What is needed: The entries are to be repeated verbatim, with nothing left out.

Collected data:
#![allow(clippy::expect_used, clippy::unwrap_used, clippy::indexing_slicing)]
//! Integration tests for the `uninstall` command's task list.
#![cfg(unix)]

mod common;

use common::{IntegrationTestContext, links_only};
use dotfiles_installer::commands::install::install;
use dotfiles_installer::tasks::{self, RunOptions};

fn uninstall(t: &IntegrationTestContext, options: RunOptions) -> usize {
    let (ctx, log) = t.context(options);
    for task in tasks::all_uninstall_tasks() {
        tasks::execute(task.as_ref(), &ctx);
    }
    log.failure_count()
}

#[test]
fn uninstall_task_names() {
    let tasks = tasks::all_uninstall_tasks();
    let names: Vec<&str> = tasks
        .iter()
        .map(|t| t.name())
        .collect();
    assert_eq!(names, ["Remove symlinks"]);
}

#[test]
fn uninstall_removes_installed_links() {
    let t = IntegrationTestContext::new();
    let (ctx, _log) = t.context(links_only());
    install(&ctx).unwrap();

    assert_eq!(uninstall(&t, RunOptions::default()), 0);

    for dest in [".config/ghostty", ".tmux.conf", ".config/fish", ".config/nvim"] {
        assert!(t.home().join(dest).symlink_metadata().is_err(), "{dest} left behind");
    }
    assert!(t.root().join("fish/config.fish").exists(), "sources are untouched");
    assert!(t.home().join(".config").is_dir(), "config root is kept");
}

#[test]
fn uninstall_leaves_foreign_files_alone() {
    let t = IntegrationTestContext::new();
    std::fs::write(t.home().join(".tmux.conf"), "local").unwrap();
    std::fs::create_dir_all(t.home().join(".config")).unwrap();
    std::os::unix::fs::symlink("/elsewhere/fish", t.home().join(".config/fish")).unwrap();

    assert_eq!(uninstall(&t, RunOptions::default()), 0);

    assert_eq!(
        std::fs::read_to_string(t.home().join(".tmux.conf")).unwrap(),
        "local"
    );
    assert!(std::fs::read_link(t.home().join(".config/fish")).is_ok());
}

#[test]
fn dry_run_uninstall_keeps_links() {
    let t = IntegrationTestContext::new();
    let (ctx, _log) = t.context(links_only());
    install(&ctx).unwrap();

    let options = RunOptions {
        dry_run: true,
        ..RunOptions::default()
    };
    assert_eq!(uninstall(&t, options), 0);

    assert!(std::fs::read_link(t.home().join(".config/nvim")).is_ok());
}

Written response:
#![allow(clippy::expect_used, clippy::unwrap_used, clippy::indexing_slicing)]
//! Integration tests for the `uninstall` command's task list.
#![cfg(unix)]

mod common;

use common::{IntegrationTestContext, links_only};
use dotfiles_installer::commands::install::install;
use dotfiles_installer::tasks::{self, RunOptions};

fn uninstall(t: &IntegrationTestContext, options: RunOptions) -> usize {
    let (ctx, log) = t.context(options);
    for task in tasks::all_uninstall_tasks() {
        tasks::execute(task.as_ref(), &ctx);
    }
    log.failure_count()
}

#[test]
fn uninstall_task_names() {
    let tasks = tasks::all_uninstall_tasks();
    let names: Vec<&str> = tasks
        .iter()
        .map(|t| t.name())
        .collect();
    assert_eq!(names, ["Remove symlinks"]);
}

#[test]
fn uninstall_removes_installed_links() {
    let t = IntegrationTestContext::new();
    let (ctx, _log) = t.context(links_only());
    install(&ctx).unwrap();

    assert_eq!(uninstall(&t, RunOptions::default()), 0);

    for dest in [".config/ghostty", ".tmux.conf", ".config/fish", ".config/nvim"] {
        assert!(t.home().join(dest).symlink_metadata().is_err(), "{dest} left behind");
    }
    assert!(t.root().join("fish/config.fish").exists(), "sources are untouched");
    assert!(t.home().join(".config").is_dir(), "config root is kept");
}

#[test]
fn uninstall_leaves_foreign_files_alone() {
    let t = IntegrationTestContext::new();
    std::fs::write(t.home().join(".tmux.conf"), "local").unwrap();
    std::fs::create_dir_all(t.home().join(".config")).unwrap();
    std::os::unix::fs::symlink("/elsewhere/fish", t.home().join(".config/fish")).unwrap();

    assert_eq!(uninstall(&t, RunOptions::default()), 0);

    assert_eq!(
        std::fs::read_to_string(t.home().join(".tmux.conf")).unwrap(),
        "local"
    );
    assert!(std::fs::read_link(t.home().join(".config/fish")).is_ok());
}

#[test]
fn dry_run_uninstall_keeps_links() {
    let t = IntegrationTestContext::new();
    let (ctx, _log) = t.context(links_only());
    install(&ctx).unwrap();

    let options = RunOptions {
        dry_run: true,
        ..RunOptions::default()
    };
    assert_eq!(uninstall(&t, options), 0);

    assert!(std::fs::read_link(t.home().join(".config/nvim")).is_ok());
}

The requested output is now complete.